(Saved entries)
_ _ _ _
//! Remote media received over the peer link

use crate::media::TrackKind;
use bytes::Bytes;
use parking_lot::RwLock;
use std::sync::Arc;
use tokio::sync::broadcast;

/// Inbound track as announced by the peer link.
///
/// RTP payloads are fanned out to any number of subscribers; nobody
/// subscribing is fine, packets are simply dropped.
#[derive(Debug)]
pub struct RemoteTrack {
    kind: TrackKind,
    id: String,
    stream_id: String,
    payloads: broadcast::Sender<Bytes>,
}

impl RemoteTrack {
    pub fn new(kind: TrackKind, id: impl Into<String>, stream_id: impl Into<String>) -> Self {
        let (payloads, _) = broadcast::channel(256);
        Self {
            kind,
            id: id.into(),
            stream_id: stream_id.into(),
            payloads,
        }
    }

    pub fn kind(&self) -> TrackKind {
        self.kind
    }

    pub fn id(&self) -> &str {
        &self.id
    }

    pub fn stream_id(&self) -> &str {
        &self.stream_id
    }

    pub fn subscribe(&self) -> broadcast::Receiver<Bytes> {
        self.payloads.subscribe()
    }

    /// Fan one payload out. Returns the number of subscribers reached.
    pub fn publish(&self, payload: Bytes) -> usize {
        self.payloads.send(payload).unwrap_or(0)
    }
}

/// Read-only view of the remote party's tracks
#[derive(Debug, Default)]
pub struct RemoteMedia {
    tracks: RwLock<Vec<Arc<RemoteTrack>>>,
}

impl RemoteMedia {
    pub(crate) fn new(tracks: Vec<Arc<RemoteTrack>>) -> Self {
        Self {
            tracks: RwLock::new(tracks),
        }
    }

    pub(crate) fn add(&self, track: Arc<RemoteTrack>) {
        let mut tracks = self.tracks.write();
        if !tracks.iter().any(|t| t.id() == track.id()) {
            tracks.push(track);
        }
    }

    pub fn tracks(&self) -> Vec<Arc<RemoteTrack>> {
        self.tracks.read().clone()
    }

    pub fn track(&self, kind: TrackKind) -> Option<Arc<RemoteTrack>> {
        self.tracks.read().iter().find(|t| t.kind() == kind).cloned()
    }

    pub fn has_video(&self) -> bool {
        self.track(TrackKind::Video).is_some()
    }
}

#[cfg(test)]
mod tests {
    use super::*;

    #[test]
    fn duplicate_track_ids_are_ignored() {
        let media = RemoteMedia::new(vec![Arc::new(RemoteTrack::new(TrackKind::Audio, "a", "s"))]);
        media.add(Arc::new(RemoteTrack::new(TrackKind::Audio, "a", "s")));
        media.add(Arc::new(RemoteTrack::new(TrackKind::Video, "v", "s")));
        assert_eq!(media.tracks().len(), 2);
        assert!(media.has_video());
    }

    #[tokio::test]
    async fn payloads_reach_subscribers() {
        let track = RemoteTrack::new(TrackKind::Audio, "a", "s");
        assert_eq!(track.publish(Bytes::from_static(b"x")), 0);
        let mut rx = track.subscribe();
        assert_eq!(track.publish(Bytes::from_static(b"y")), 1);
        assert_eq!(rx.recv().await.unwrap(), Bytes::from_static(b"y"));
    }
}
/// ICE candidate, opaque apart from its media line coordinates
#[derive(Debug, Clone, PartialEq, Eq, Serialize, Deserialize)]
pub struct IceCandidate {
    pub candidate: String,
    #[serde(default)]
    pub sdp_mid: Option<String>,
    #[serde(default)]
    pub sdp_mline_index: Option<u16>,
}

impl IceCandidate {
    pub fn new(candidate: impl Into<String>) -> Self {
        Self {
            candidate: candidate.into(),
            sdp_mid: None,
            sdp_mline_index: None,
        }
    }
}

/// Transport connectivity as reported by the peer link
#[derive(Debug, Clone, Copy, PartialEq, Eq)]
pub enum TransportState {
    New,
    Connecting,
    Connected,
    Disconnected,
    Failed,
    Closed,
}

impl From<RTCPeerConnectionState> for TransportState {
    fn from(state: RTCPeerConnectionState) -> Self {
        match state {
            RTCPeerConnectionState::New => TransportState::New,
            RTCPeerConnectionState::Connecting => TransportState::Connecting,
            RTCPeerConnectionState::Connected => TransportState::Connected,
            RTCPeerConnectionState::Disconnected => TransportState::Disconnected,
            RTCPeerConnectionState::Failed => TransportState::Failed,
            RTCPeerConnectionState::Closed => TransportState::Closed,
            _ => TransportState::New,
        }
    }
}

/// Asynchronous events raised by a peer link
#[derive(Debug, Clone)]
pub enum LinkEvent {
    LocalCandidate(IceCandidate),
    TransportChanged(TransportState),
    RemoteTrack(Arc<RemoteTrack>),
}

/// Where a peer link delivers its events
#[derive(Clone)]
pub struct LinkEventSink(Arc<dyn Fn(LinkEvent) + Send + Sync>);

impl LinkEventSink {
    pub fn new(f: impl Fn(LinkEvent) + Send + Sync + 'static) -> Self {
        Self(Arc::new(f))
    }

    pub fn emit(&self, event: LinkEvent) {
        (self.0)(event)
    }
}

impl fmt::Debug for LinkEventSink {
    fn fmt(&self, f: &mut fmt::Formatter<'_>) -> fmt::Result {
        f.write_str("LinkEventSink")
    }
}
_ _ _ _
● **Task requirements**:
Only the number should be given: how many lines in the data contain the string "iter".

● **Response area**:
2